The suit filed Tuesday by the Center for Human Rights and Constitutional Law and others contends the policy “violates the very legal protections, crafted by Congress and passed with bipartisan support, that were designed to shield vulnerable adults and children from harm.”
The plaintiffs also allege in Los Angeles federal court that ICE “routinely imprisons and deports immigrant survivors who have been formally granted the right to remain in the U.S.” and “regularly deports survivors of trafficking and other serious crimes without carrying out the required legal review to determine if they are eligible for protections that Congress specifically created to keep survivors safe from deportation.”
A message requesting comment sent to U.S. Immigration and Customs Enforcement was not immediately answered Wednesday.

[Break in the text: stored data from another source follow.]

use super::{EdgeId, VertexId};

/// an undirected network segment. `length_ft` is the walking cost of traversing it.
#[derive(Debug, Clone, Copy, PartialEq)]
pub struct Edge {
    pub edge_id: EdgeId,
    pub src_vertex_id: VertexId,
    pub dst_vertex_id: VertexId,
    pub length_ft: f64,
}

impl Edge {
    pub fn new(edge_id: i64, src_vertex_id: i64, dst_vertex_id: i64, length_ft: f64) -> Edge {
        Edge {
            edge_id: EdgeId(edge_id),
            src_vertex_id: VertexId(src_vertex_id),
            dst_vertex_id: VertexId(dst_vertex_id),
            length_ft,
        }
    }
}
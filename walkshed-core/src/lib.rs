pub mod desert;
pub mod graph;
pub mod hull;
pub mod isochrone;
pub mod model;
pub mod search;
pub mod snap;
use super::delaunay::cross;
use geo::{Coord, LineString};

/// convex hull by Andrew's monotone chain.
///
/// returns the closed, counter-clockwise hull ring with collinear boundary points
/// removed, or None if the points do not span a positive area.
pub fn convex_hull_ring(points: &[Coord<f64>]) -> Option<LineString<f64>> {
    let mut sorted = points.to_vec();
    sorted.sort_by(|a, b| a.x.total_cmp(&b.x).then(a.y.total_cmp(&b.y)));
    sorted.dedup();
    if sorted.len() < 3 {
        return None;
    }

    let mut lower: Vec<Coord<f64>> = Vec::with_capacity(sorted.len());
    for p in sorted.iter() {
        while lower.len() >= 2 && cross(&lower[lower.len() - 2], &lower[lower.len() - 1], p) <= 0.0
        {
            lower.pop();
        }
        lower.push(*p);
    }
    let mut upper: Vec<Coord<f64>> = Vec::with_capacity(sorted.len());
    for p in sorted.iter().rev() {
        while upper.len() >= 2 && cross(&upper[upper.len() - 2], &upper[upper.len() - 1], p) <= 0.0
        {
            upper.pop();
        }
        upper.push(*p);
    }

    // the last point of each chain is the first point of the other
    lower.pop();
    upper.pop();
    lower.extend(upper);
    if lower.len() < 3 {
        return None;
    }
    let first = lower[0];
    lower.push(first);
    Some(LineString::new(lower))
}
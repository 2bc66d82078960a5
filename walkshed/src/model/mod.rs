mod walkshed_error;

pub use walkshed_error::WalkshedError;
use thiserror::Error;

#[derive(Error, Debug)]
pub enum InputError {
    #[error("unable to load file {0}: {1}")]
    FileError(String, std::io::Error),
    #[error("failure reading CSV file {0}: {1}")]
    CsvError(String, csv::Error),
    #[error("failed to read file {0} as GeoJSON: {1}")]
    GeoJsonError(String, geojson::Error),
    #[error("GeoJSON file {0} must be a FeatureCollection but found {1}")]
    NotAFeatureCollection(String, String),
    #[error("file {0} has no usable features")]
    NoFeatures(String),
}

According to the lawsuit, the government’s practices are harming “vulnerable survivors,” including Yessenia Ruano, who says she came to the United States from El Salvador seeking safety from human trafficking in 2011 and worked as a teacher’s aid in Milwaukee until June 2025, when she says she was forced by ICE to self-deport.
In compliance with the law, Ruano said she applied for a T Visa, which protects survivors of crimes related to human trafficking, in February while working in Wisconsin, and her attorney requested a stay. ICE denied the stay in March and informed her attorney that if she did not “promptly” return to El Salvador, she would be detained at a forthcoming June check-in with ICE, according to the lawsuit.
Ruano returned to her home country with her U.S. citizen children.
“At the first check-in, the agents told me I would be deported,” Ruano said, according to a news release from the plaintiffs in the suit. “They said that if I didn’t go on my own, they would hunt me down and find me, and that I would be separated from my daughters, detained and deported. I was in turmoil, because I also could not face being taken away from my kids and imprisoned.”
To address the fear that frequently prevents immigrant survivors from seeking help due to the threat of deportation, Congress created the U and T visa programs in 2000 through its renewal of the Violence Against Women Act and the Victims of Trafficking and Violence Protection Act.
Those protection were designed to offer a pathway to permanent status, according to legal organizations focusing on immigration. The lawsuit’s plaintiffs allege the administration of President Donald Trump “is actively denying and unlawfully dismantling these vital protections, all in the service of illegal enforcement actions that ignore the law.”